There's so much more, but this is the simple stuff. I'm not ashamed or embarrassed. I'm just happy to keep a smooth running household! lol
Me!!! I'm a big believer in "if you want something done right, do it yourself" And by right, I mean MY WAY. LOL I truly appreciate when H helps around the house, but I swear he does a sh!tty job on purpose so I won't ask him to help. I have to go behind him and re-do everything.
I also have major issues watching other people with P. Hubby and my parents are ok, but the ILs and certain friends make me crazy. It's not a trust or care issue, they just do things differently. I actually have to leave the room sometimes when MIL is playing with him or feeding/changing him.
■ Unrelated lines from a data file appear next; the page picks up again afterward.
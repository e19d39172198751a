// Copyright (c) 2025 Ronan LE MEILLAT, SCTG Development
// This file is part of the rust-sensorlink project and is licensed under the
// SCTG Development Non-Commercial License v1.0 (see LICENSE.md for details).

//! Shared register store
//!
//! The store owns the authoritative current value of every register. It is
//! mutated by exactly two actors, the simulation loop and client `write`
//! commands, and read by client `read` commands from any number of
//! concurrent sessions. A single mutex around the register map is the only
//! lock in the system; every access serializes through it, so a reader can
//! never observe a value mid-update.

use log::info;
use std::collections::{BTreeMap, HashMap};
use std::sync::{Arc, Mutex};

use super::noise::NoiseGenerator;
use super::table::{RegisterSpec, REGISTER_TABLE};

/// Mutable state of one register.
///
/// `base_value` is the center the simulation oscillates around. Only an
/// explicit write moves it; simulation ticks recompute `current_value` from
/// it, so repeated ticks wander around a stable center until a write
/// rebases it.
#[derive(Debug, Clone)]
struct RegisterState {
    spec: &'static RegisterSpec,
    current_value: f64,
    base_value: f64,
}

/// Thread-safe map of register id to simulated value.
///
/// Cloning the store is cheap and shares the underlying map, the same way
/// the sessions and the simulation loop share it at runtime.
#[derive(Clone)]
pub struct RegisterStore {
    inner: Arc<Mutex<HashMap<String, RegisterState>>>,
}

impl RegisterStore {
    /// Create a store seeded from the static register table.
    ///
    /// Every register starts at the midpoint of its range, both as current
    /// and as base value.
    pub fn new() -> Self {
        let mut registers = HashMap::new();
        for spec in REGISTER_TABLE {
            let mid = spec.midpoint();
            registers.insert(
                spec.id.to_string(),
                RegisterState {
                    spec,
                    current_value: mid,
                    base_value: mid,
                },
            );
        }
        info!("Initialized {} registers", registers.len());

        Self {
            inner: Arc::new(Mutex::new(registers)),
        }
    }

    /// Current value of one register, or `None` for an unknown id.
    pub fn get(&self, id: &str) -> Option<f64> {
        let registers = self.inner.lock().unwrap();
        registers.get(id).map(|state| state.current_value)
    }

    /// Current values of a batch of registers.
    ///
    /// Never fails outright: known ids land in the value map, unknown ids in
    /// the missing list, and a mixed batch yields both.
    pub fn get_many(&self, ids: &[String]) -> (BTreeMap<String, f64>, Vec<String>) {
        let registers = self.inner.lock().unwrap();
        let mut values = BTreeMap::new();
        let mut missing = Vec::new();

        for id in ids {
            match registers.get(id) {
                Some(state) => {
                    values.insert(id.clone(), state.current_value);
                }
                None => missing.push(id.clone()),
            }
        }

        (values, missing)
    }

    /// Write a value to a register, rebasing its simulation center.
    ///
    /// The value is clamped to the register bounds so the range invariant
    /// holds after every mutation; the stored (possibly clamped) value is
    /// returned. Returns `None` for an unknown id.
    pub fn set(&self, id: &str, value: f64) -> Option<f64> {
        let mut registers = self.inner.lock().unwrap();
        match registers.get_mut(id) {
            Some(state) => {
                let value = value.clamp(state.spec.min_value, state.spec.max_value);
                state.current_value = value;
                state.base_value = value;
                Some(value)
            }
            None => None,
        }
    }

    /// One simulation step over every register.
    ///
    /// Each register gets `base + trend(elapsed) + noise`, clamped to its
    /// bounds. The trend is a category-specific sine wave keyed on the
    /// register display name; the noise is Gaussian with a category-specific
    /// standard deviation. `elapsed_secs` is the time since the simulation
    /// loop started.
    pub fn simulate_tick(&self, elapsed_secs: f64, rng: &mut NoiseGenerator) {
        let mut registers = self.inner.lock().unwrap();
        for state in registers.values_mut() {
            let (trend, noise) = trend_and_noise(state.spec, elapsed_secs, rng);
            let next = state.base_value + trend + noise;
            state.current_value = next.clamp(state.spec.min_value, state.spec.max_value);
        }
    }

    /// Snapshot of every register's current value.
    pub fn snapshot(&self) -> BTreeMap<String, f64> {
        let registers = self.inner.lock().unwrap();
        registers
            .iter()
            .map(|(id, state)| (id.clone(), state.current_value))
            .collect()
    }

    /// Number of registers in the store.
    pub fn len(&self) -> usize {
        self.inner.lock().unwrap().len()
    }

    /// True when the store holds no registers.
    pub fn is_empty(&self) -> bool {
        self.len() == 0
    }
}

impl Default for RegisterStore {
    fn default() -> Self {
        Self::new()
    }
}

/// Per-category trend and noise terms.
///
/// The categories mimic how the corresponding physical quantities behave on
/// a real machine: temperature drifts slowly, vibration oscillates fast,
/// pressure occasionally spikes. The exact numbers are cosmetic; the shape
/// (sine period, amplitude, noise sigma per category) is the contract.
fn trend_and_noise(
    spec: &RegisterSpec,
    elapsed_secs: f64,
    rng: &mut NoiseGenerator,
) -> (f64, f64) {
    let name = spec.display_name;

    if name.contains("Temperature") {
        // Slow 60 s cycle, ±5 degrees, ±2 degree noise
        ((elapsed_secs / 60.0).sin() * 5.0, rng.gauss(2.0))
    } else if name.contains("Pressure") {
        // 30 s cycle, ±1 bar, with a 1% chance of a transient spike
        let mut trend = (elapsed_secs / 30.0).sin();
        if rng.random_range(0.0, 1.0) < 0.01 {
            trend += rng.random_range(1.0, 3.0);
        }
        (trend, rng.gauss(0.1))
    } else if name.contains("Vibration") {
        // Fast 10 s oscillation, ±2 mm/s, ±1 mm/s noise
        ((elapsed_secs / 10.0).sin() * 2.0, rng.gauss(1.0))
    } else if name.contains("Speed") {
        // Gradual 2 minute cycle, ±100 RPM, ±10 RPM noise
        ((elapsed_secs / 120.0).sin() * 100.0, rng.gauss(10.0))
    } else if name.contains("Current") {
        // Load variations over a 45 s cycle, ±5 A, ±1 A noise
        ((elapsed_secs / 45.0).sin() * 5.0, rng.gauss(1.0))
    } else if name.contains("Voltage") {
        // Relatively stable, 3 minute cycle, ±10 V, ±2 V noise
        ((elapsed_secs / 180.0).sin() * 10.0, rng.gauss(2.0))
    } else {
        // Default pattern scaled to the register's range
        let range = spec.range();
        (
            (elapsed_secs / 60.0).sin() * range * 0.1,
            rng.gauss(range * 0.05),
        )
    }
}
// Copyright (c) 2025 Ronan LE MEILLAT, SCTG Development
// This file is part of the rust-sensorlink project and is licensed under the
// SCTG Development Non-Commercial License v1.0 (see LICENSE.md for details).

//! # Daemon Management Module
//!
//! This module provides functionality for running and managing the
//! background tasks of the sensor link simulator:
//!
//! - The simulator TCP server accepting client sessions
//! - The register simulation loop
//! - System health monitoring (heartbeat)
//!
//! Each service runs as an independent Tokio task; the daemon structure
//! tracks and coordinates them so the whole set can be started and shut
//! down together.
//!
//! ## Usage
//!
//! ```no_run
//! use rust_sensorlink::{config::Config, daemon::launch_daemon::Daemon};
//!
//! async fn example() -> anyhow::Result<()> {
//!     let config = Config::from_file("config.yaml")?;
//!
//!     // Create and launch the daemon with all enabled services
//!     let mut daemon = Daemon::new();
//!     daemon.launch(&config).await?;
//!
//!     // Later, trigger a graceful shutdown
//!     daemon.shutdown();
//!
//!     // Wait for all tasks to complete
//!     daemon.join().await?;
//!
//!     Ok(())
//! }
//! ```

use anyhow::Result;
use log::{debug, info, warn};
use std::sync::{
    atomic::{AtomicBool, Ordering},
    Arc,
};
use std::time::Duration;
use tokio::task::JoinHandle;
use tokio::time;

use crate::config::Config;
use crate::registers::RegisterStore;
use crate::simulator::{run_simulation_loop, SimulatorServer};

/// How long [`Daemon::join`] waits for each task after shutdown.
const JOIN_TIMEOUT: Duration = Duration::from_secs(5);

/// Coordinates the simulator's background services.
///
/// The `running` flag is shared with every task; each task checks it
/// periodically and terminates gracefully once it is cleared, so shutdown
/// can be triggered from a different task than the one running the accept
/// loop (e.g. a ctrl-c handler).
pub struct Daemon {
    tasks: Vec<JoinHandle<Result<()>>>,
    running: Arc<AtomicBool>,
    store: RegisterStore,
}

impl Default for Daemon {
    fn default() -> Self {
        Self::new()
    }
}

impl Daemon {
    /// Create a new daemon with an empty task list and a freshly seeded
    /// register store.
    pub fn new() -> Self {
        Daemon {
            tasks: Vec::new(),
            running: Arc::new(AtomicBool::new(true)),
            store: RegisterStore::new(),
        }
    }

    /// The register store shared by every service.
    ///
    /// Embedding code (or tests) can read and write registers directly
    /// through this handle; it is the same store the sessions serve.
    pub fn registers(&self) -> RegisterStore {
        self.store.clone()
    }

    /// Launch all configured services.
    ///
    /// Binds the simulator's listening socket before returning, so a bind
    /// failure (port in use, permission denied) fails the launch instead of
    /// surfacing later inside a background task.
    pub async fn launch(&mut self, config: &Config) -> Result<()> {
        if config.simulator.enabled {
            self.start_simulation_loop(config)?;
            self.start_simulator_server(config).await?;
        } else {
            info!("Simulator server is disabled in configuration");
        }

        self.start_heartbeat()?;
        Ok(())
    }

    /// Start the register simulation loop.
    ///
    /// The loop ticks for the daemon's entire lifetime, whether or not any
    /// client is connected.
    fn start_simulation_loop(&mut self, config: &Config) -> Result<()> {
        info!(
            "Starting simulation loop with tick interval {} ms",
            config.simulator.tick_interval_ms
        );

        let store = self.store.clone();
        let running = self.running.clone();
        let tick_interval = config.simulator.tick_interval();
        let task = tokio::spawn(async move {
            run_simulation_loop(store, tick_interval, running).await
        });

        self.tasks.push(task);
        Ok(())
    }

    /// Start the simulator TCP server.
    async fn start_simulator_server(&mut self, config: &Config) -> Result<()> {
        info!(
            "Starting simulator server on {}",
            config.simulator.bind_address()
        );

        let server = SimulatorServer::bind(
            &config.simulator,
            self.store.clone(),
            self.running.clone(),
        )
        .await?;

        let task = tokio::spawn(async move { server.run().await });
        self.tasks.push(task);
        Ok(())
    }

    /// Start a heartbeat task that logs a liveness message periodically, so
    /// an external monitor can tell the daemon is still making progress.
    fn start_heartbeat(&mut self) -> Result<()> {
        info!("Starting heartbeat monitor");

        let running = self.running.clone();
        let task = tokio::spawn(async move {
            let mut seconds = 0u64;
            while running.load(Ordering::SeqCst) {
                // Check the flag every second so shutdown is not held up
                // for a whole heartbeat period
                time::sleep(Duration::from_secs(1)).await;
                seconds += 1;
                if seconds % 60 == 0 {
                    debug!("Daemon heartbeat: running for {} s", seconds);
                }
            }
            Ok(())
        });

        self.tasks.push(task);
        Ok(())
    }

    /// Signal every task to stop. Safe to call from any task or thread;
    /// idempotent.
    pub fn shutdown(&self) {
        info!("Shutting down daemon");
        self.running.store(false, Ordering::SeqCst);
    }

    /// Wait for all tasks to finish, bounded per task.
    ///
    /// A task that ignores the shutdown signal past the bound is logged and
    /// left behind rather than blocking the shutdown path indefinitely.
    pub async fn join(&mut self) -> Result<()> {
        for task in self.tasks.drain(..) {
            match time::timeout(JOIN_TIMEOUT, task).await {
                Ok(Ok(result)) => result?,
                Ok(Err(e)) if e.is_cancelled() => {}
                Ok(Err(e)) => return Err(e.into()),
                Err(_) => warn!("Task did not stop within {:?}, abandoning it", JOIN_TIMEOUT),
            }
        }
        info!("Daemon stopped");
        Ok(())
    }
}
This is me, and its horrible. I have to do everything or i feel someone else expecially dh will do it wrong. I feel bad because i biiitch about being so busy, tired etc but im the one making it that way. Even dishes i have to do, i have tryed stopping but then its all i can think about. ughhh honestly i was looking into finding some sortof ways to deal with it, i think its a mild ocd.
One day my mom was over and she put the dishes away, it was nice of her but as soon as she went upstairs i had to run in and put them where they go. I thought i had to do it anyway so don't touch, ofcourse i didn't say this, but its definetly a problem.
It's like you are in my head, writing my exact thoughts....
Haha! I always tell DH that I think he is "claming ignorance" just so he can get out of having to do stuff.....if he does a really bad job then I will always do it. However he claims that it's just me being too picky. I'm sure he is right but its till bothers me:)
I wouldn't say that I'm THAT bad, but especially with things regarding DD I like things done a certain way. Putting to bed was one thing, but as she got a bit older, I realized how much DH loved having that time before bed to bond with her too.... then I felt bad that I had been denying him that priviledge for all those months.
It's hard to let go sometimes, but LO will not be broken. Just because it's not the way YOU might do something, that doesn't mean it's bad.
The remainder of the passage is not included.